• _REQUIRED WORK_
Reproduce the listing that follows with no differences at all.

════

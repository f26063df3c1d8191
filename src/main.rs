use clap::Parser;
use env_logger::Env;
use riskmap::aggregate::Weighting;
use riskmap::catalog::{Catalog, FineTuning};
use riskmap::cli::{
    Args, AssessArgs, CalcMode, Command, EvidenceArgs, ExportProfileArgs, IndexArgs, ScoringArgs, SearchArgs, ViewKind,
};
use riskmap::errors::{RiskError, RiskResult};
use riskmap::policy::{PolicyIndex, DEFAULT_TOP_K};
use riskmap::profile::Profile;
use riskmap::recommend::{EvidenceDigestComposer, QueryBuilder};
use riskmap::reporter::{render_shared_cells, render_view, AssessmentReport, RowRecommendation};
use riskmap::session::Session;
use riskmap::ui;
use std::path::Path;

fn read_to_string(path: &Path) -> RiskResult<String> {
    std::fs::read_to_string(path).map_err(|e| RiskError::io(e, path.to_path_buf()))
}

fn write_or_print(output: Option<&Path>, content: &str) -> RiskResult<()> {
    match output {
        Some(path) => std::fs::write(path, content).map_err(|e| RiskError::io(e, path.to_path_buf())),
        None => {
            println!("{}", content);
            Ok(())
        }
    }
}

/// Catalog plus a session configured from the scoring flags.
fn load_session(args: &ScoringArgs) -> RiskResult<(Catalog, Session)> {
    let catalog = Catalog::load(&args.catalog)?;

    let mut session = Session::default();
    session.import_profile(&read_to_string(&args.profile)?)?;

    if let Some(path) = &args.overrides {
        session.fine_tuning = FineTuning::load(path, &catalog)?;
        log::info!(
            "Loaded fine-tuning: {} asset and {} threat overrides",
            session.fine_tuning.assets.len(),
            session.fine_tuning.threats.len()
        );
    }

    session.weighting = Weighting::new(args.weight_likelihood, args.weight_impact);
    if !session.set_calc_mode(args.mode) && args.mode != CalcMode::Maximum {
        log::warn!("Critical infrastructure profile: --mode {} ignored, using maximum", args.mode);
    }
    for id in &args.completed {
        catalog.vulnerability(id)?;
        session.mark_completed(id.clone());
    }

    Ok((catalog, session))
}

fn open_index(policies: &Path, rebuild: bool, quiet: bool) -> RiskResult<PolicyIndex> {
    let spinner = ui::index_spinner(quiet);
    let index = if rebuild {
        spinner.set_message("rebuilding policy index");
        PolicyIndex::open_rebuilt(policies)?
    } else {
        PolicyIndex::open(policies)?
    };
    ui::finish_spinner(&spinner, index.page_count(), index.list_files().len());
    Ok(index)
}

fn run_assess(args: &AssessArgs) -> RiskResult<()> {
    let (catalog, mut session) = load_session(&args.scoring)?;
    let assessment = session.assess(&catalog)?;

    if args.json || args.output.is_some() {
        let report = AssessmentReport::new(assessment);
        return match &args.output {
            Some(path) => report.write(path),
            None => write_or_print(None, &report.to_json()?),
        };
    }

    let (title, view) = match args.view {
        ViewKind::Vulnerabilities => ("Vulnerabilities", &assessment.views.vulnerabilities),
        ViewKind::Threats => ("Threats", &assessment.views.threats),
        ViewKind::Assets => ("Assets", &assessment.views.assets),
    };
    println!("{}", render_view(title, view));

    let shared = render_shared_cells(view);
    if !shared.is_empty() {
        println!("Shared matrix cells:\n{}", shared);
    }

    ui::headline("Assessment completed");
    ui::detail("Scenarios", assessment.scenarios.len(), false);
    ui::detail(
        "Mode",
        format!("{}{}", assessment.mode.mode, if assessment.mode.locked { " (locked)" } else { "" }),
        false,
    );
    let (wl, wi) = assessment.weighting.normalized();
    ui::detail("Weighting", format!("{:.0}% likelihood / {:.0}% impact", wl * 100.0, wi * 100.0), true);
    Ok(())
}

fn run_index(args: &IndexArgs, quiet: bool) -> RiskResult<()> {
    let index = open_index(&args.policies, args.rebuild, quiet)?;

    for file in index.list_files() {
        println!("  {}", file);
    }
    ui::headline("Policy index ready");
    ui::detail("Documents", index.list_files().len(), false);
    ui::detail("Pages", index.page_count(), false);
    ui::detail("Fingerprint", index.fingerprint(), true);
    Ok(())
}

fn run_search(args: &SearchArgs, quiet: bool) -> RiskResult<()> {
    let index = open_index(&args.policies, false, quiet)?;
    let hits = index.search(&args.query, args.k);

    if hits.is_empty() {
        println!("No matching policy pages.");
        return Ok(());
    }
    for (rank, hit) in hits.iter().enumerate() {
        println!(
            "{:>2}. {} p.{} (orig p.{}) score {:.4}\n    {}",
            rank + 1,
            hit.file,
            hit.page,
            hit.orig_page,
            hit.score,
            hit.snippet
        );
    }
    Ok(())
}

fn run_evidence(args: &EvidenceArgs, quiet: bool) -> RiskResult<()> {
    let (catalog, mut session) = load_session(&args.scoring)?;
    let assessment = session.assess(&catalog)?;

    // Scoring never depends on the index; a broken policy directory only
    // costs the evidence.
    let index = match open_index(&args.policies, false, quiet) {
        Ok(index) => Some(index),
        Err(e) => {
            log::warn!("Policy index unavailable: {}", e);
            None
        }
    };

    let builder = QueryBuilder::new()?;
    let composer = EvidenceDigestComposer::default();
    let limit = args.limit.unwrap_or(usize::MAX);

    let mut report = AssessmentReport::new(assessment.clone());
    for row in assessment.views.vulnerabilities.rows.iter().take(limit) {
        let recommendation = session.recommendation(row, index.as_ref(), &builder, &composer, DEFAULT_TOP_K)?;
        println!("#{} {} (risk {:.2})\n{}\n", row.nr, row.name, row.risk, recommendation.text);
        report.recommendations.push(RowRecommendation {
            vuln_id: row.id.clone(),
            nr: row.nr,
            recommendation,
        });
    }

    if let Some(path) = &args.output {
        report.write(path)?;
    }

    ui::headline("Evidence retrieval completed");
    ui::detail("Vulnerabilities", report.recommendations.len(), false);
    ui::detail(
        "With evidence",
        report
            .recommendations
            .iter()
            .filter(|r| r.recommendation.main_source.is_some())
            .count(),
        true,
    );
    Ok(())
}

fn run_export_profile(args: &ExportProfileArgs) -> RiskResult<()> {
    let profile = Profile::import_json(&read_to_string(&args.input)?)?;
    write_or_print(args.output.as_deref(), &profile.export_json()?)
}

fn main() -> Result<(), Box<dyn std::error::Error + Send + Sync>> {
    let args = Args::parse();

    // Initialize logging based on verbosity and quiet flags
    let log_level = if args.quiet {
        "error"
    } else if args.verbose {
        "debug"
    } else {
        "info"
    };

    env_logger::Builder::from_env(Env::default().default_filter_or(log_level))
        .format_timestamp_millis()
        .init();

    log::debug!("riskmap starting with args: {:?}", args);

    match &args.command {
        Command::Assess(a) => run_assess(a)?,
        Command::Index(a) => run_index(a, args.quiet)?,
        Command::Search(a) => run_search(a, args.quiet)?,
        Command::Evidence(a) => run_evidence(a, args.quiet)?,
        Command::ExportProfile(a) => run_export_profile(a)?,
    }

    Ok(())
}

════

• _TASK RESULT_
repository f26063df3c1d8191
filename src/main.rs
use clap::Parser;
use env_logger::Env;
use riskmap::aggregate::Weighting;
use riskmap::catalog::{Catalog, FineTuning};
use riskmap::cli::{
    Args, AssessArgs, CalcMode, Command, EvidenceArgs, ExportProfileArgs, IndexArgs, ScoringArgs, SearchArgs, ViewKind,
};
use riskmap::errors::{RiskError, RiskResult};
use riskmap::policy::{PolicyIndex, DEFAULT_TOP_K};
use riskmap::profile::Profile;
use riskmap::recommend::{EvidenceDigestComposer, QueryBuilder};
use riskmap::reporter::{render_shared_cells, render_view, AssessmentReport, RowRecommendation};
use riskmap::session::Session;
use riskmap::ui;
use std::path::Path;

fn read_to_string(path: &Path) -> RiskResult<String> {
    std::fs::read_to_string(path).map_err(|e| RiskError::io(e, path.to_path_buf()))
}

fn write_or_print(output: Option<&Path>, content: &str) -> RiskResult<()> {
    match output {
        Some(path) => std::fs::write(path, content).map_err(|e| RiskError::io(e, path.to_path_buf())),
        None => {
            println!("{}", content);
            Ok(())
        }
    }
}

/// Catalog plus a session configured from the scoring flags.
fn load_session(args: &ScoringArgs) -> RiskResult<(Catalog, Session)> {
    let catalog = Catalog::load(&args.catalog)?;

    let mut session = Session::default();
    session.import_profile(&read_to_string(&args.profile)?)?;

    if let Some(path) = &args.overrides {
        session.fine_tuning = FineTuning::load(path, &catalog)?;
        log::info!(
            "Loaded fine-tuning: {} asset and {} threat overrides",
            session.fine_tuning.assets.len(),
            session.fine_tuning.threats.len()
        );
    }

    session.weighting = Weighting::new(args.weight_likelihood, args.weight_impact);
    if !session.set_calc_mode(args.mode) && args.mode != CalcMode::Maximum {
        log::warn!("Critical infrastructure profile: --mode {} ignored, using maximum", args.mode);
    }
    for id in &args.completed {
        catalog.vulnerability(id)?;
        session.mark_completed(id.clone());
    }

    Ok((catalog, session))
}

fn open_index(policies: &Path, rebuild: bool, quiet: bool) -> RiskResult<PolicyIndex> {
    let spinner = ui::index_spinner(quiet);
    let index = if rebuild {
        spinner.set_message("rebuilding policy index");
        PolicyIndex::open_rebuilt(policies)?
    } else {
        PolicyIndex::open(policies)?
    };
    ui::finish_spinner(&spinner, index.page_count(), index.list_files().len());
    Ok(index)
}

fn run_assess(args: &AssessArgs) -> RiskResult<()> {
    let (catalog, mut session) = load_session(&args.scoring)?;
    let assessment = session.assess(&catalog)?;

    if args.json || args.output.is_some() {
        let report = AssessmentReport::new(assessment);
        return match &args.output {
            Some(path) => report.write(path),
            None => write_or_print(None, &report.to_json()?),
        };
    }

    let (title, view) = match args.view {
        ViewKind::Vulnerabilities => ("Vulnerabilities", &assessment.views.vulnerabilities),
        ViewKind::Threats => ("Threats", &assessment.views.threats),
        ViewKind::Assets => ("Assets", &assessment.views.assets),
    };
    println!("{}", render_view(title, view));

    let shared = render_shared_cells(view);
    if !shared.is_empty() {
        println!("Shared matrix cells:\n{}", shared);
    }

    ui::headline("Assessment completed");
    ui::detail("Scenarios", assessment.scenarios.len(), false);
    ui::detail(
        "Mode",
        format!("{}{}", assessment.mode.mode, if assessment.mode.locked { " (locked)" } else { "" }),
        false,
    );
    let (wl, wi) = assessment.weighting.normalized();
    ui::detail("Weighting", format!("{:.0}% likelihood / {:.0}% impact", wl * 100.0, wi * 100.0), true);
    Ok(())
}

fn run_index(args: &IndexArgs, quiet: bool) -> RiskResult<()> {
    let index = open_index(&args.policies, args.rebuild, quiet)?;

    for file in index.list_files() {
        println!("  {}", file);
    }
    ui::headline("Policy index ready");
    ui::detail("Documents", index.list_files().len(), false);
    ui::detail("Pages", index.page_count(), false);
    ui::detail("Fingerprint", index.fingerprint(), true);
    Ok(())
}

fn run_search(args: &SearchArgs, quiet: bool) -> RiskResult<()> {
    let index = open_index(&args.policies, false, quiet)?;
    let hits = index.search(&args.query, args.k);

    if hits.is_empty() {
        println!("No matching policy pages.");
        return Ok(());
    }
    for (rank, hit) in hits.iter().enumerate() {
        println!(
            "{:>2}. {} p.{} (orig p.{}) score {:.4}\n    {}",
            rank + 1,
            hit.file,
            hit.page,
            hit.orig_page,
            hit.score,
            hit.snippet
        );
    }
    Ok(())
}

fn run_evidence(args: &EvidenceArgs, quiet: bool) -> RiskResult<()> {
    let (catalog, mut session) = load_session(&args.scoring)?;
    let assessment = session.assess(&catalog)?;

    // Scoring never depends on the index; a broken policy directory only
    // costs the evidence.
    let index = match open_index(&args.policies, false, quiet) {
        Ok(index) => Some(index),
        Err(e) => {
            log::warn!("Policy index unavailable: {}", e);
            None
        }
    };

    let builder = QueryBuilder::new()?;
    let composer = EvidenceDigestComposer::default();
    let limit = args.limit.unwrap_or(usize::MAX);

    let mut report = AssessmentReport::new(assessment.clone());
    for row in assessment.views.vulnerabilities.rows.iter().take(limit) {
        let recommendation = session.recommendation(row, index.as_ref(), &builder, &composer, DEFAULT_TOP_K)?;
        println!("#{} {} (risk {:.2})\n{}\n", row.nr, row.name, row.risk, recommendation.text);
        report.recommendations.push(RowRecommendation {
            vuln_id: row.id.clone(),
            nr: row.nr,
            recommendation,
        });
    }

    if let Some(path) = &args.output {
        report.write(path)?;
    }

    ui::headline("Evidence retrieval completed");
    ui::detail("Vulnerabilities", report.recommendations.len(), false);
    ui::detail(
        "With evidence",
        report
            .recommendations
            .iter()
            .filter(|r| r.recommendation.main_source.is_some())
            .count(),
        true,
    );
    Ok(())
}

fn run_export_profile(args: &ExportProfileArgs) -> RiskResult<()> {
    let profile = Profile::import_json(&read_to_string(&args.input)?)?;
    write_or_print(args.output.as_deref(), &profile.export_json()?)
}

fn main() -> Result<(), Box<dyn std::error::Error + Send + Sync>> {
    let args = Args::parse();

    // Initialize logging based on verbosity and quiet flags
    let log_level = if args.quiet {
        "error"
    } else if args.verbose {
        "debug"
    } else {
        "info"
    };

    env_logger::Builder::from_env(Env::default().default_filter_or(log_level))
        .format_timestamp_millis()
        .init();

    log::debug!("riskmap starting with args: {:?}", args);

    match &args.command {
        Command::Assess(a) => run_assess(a)?,
        Command::Index(a) => run_index(a, args.quiet)?,
        Command::Search(a) => run_search(a, args.quiet)?,
        Command::Evidence(a) => run_evidence(a, args.quiet)?,
        Command::ExportProfile(a) => run_export_profile(a)?,
    }

    Ok(())
}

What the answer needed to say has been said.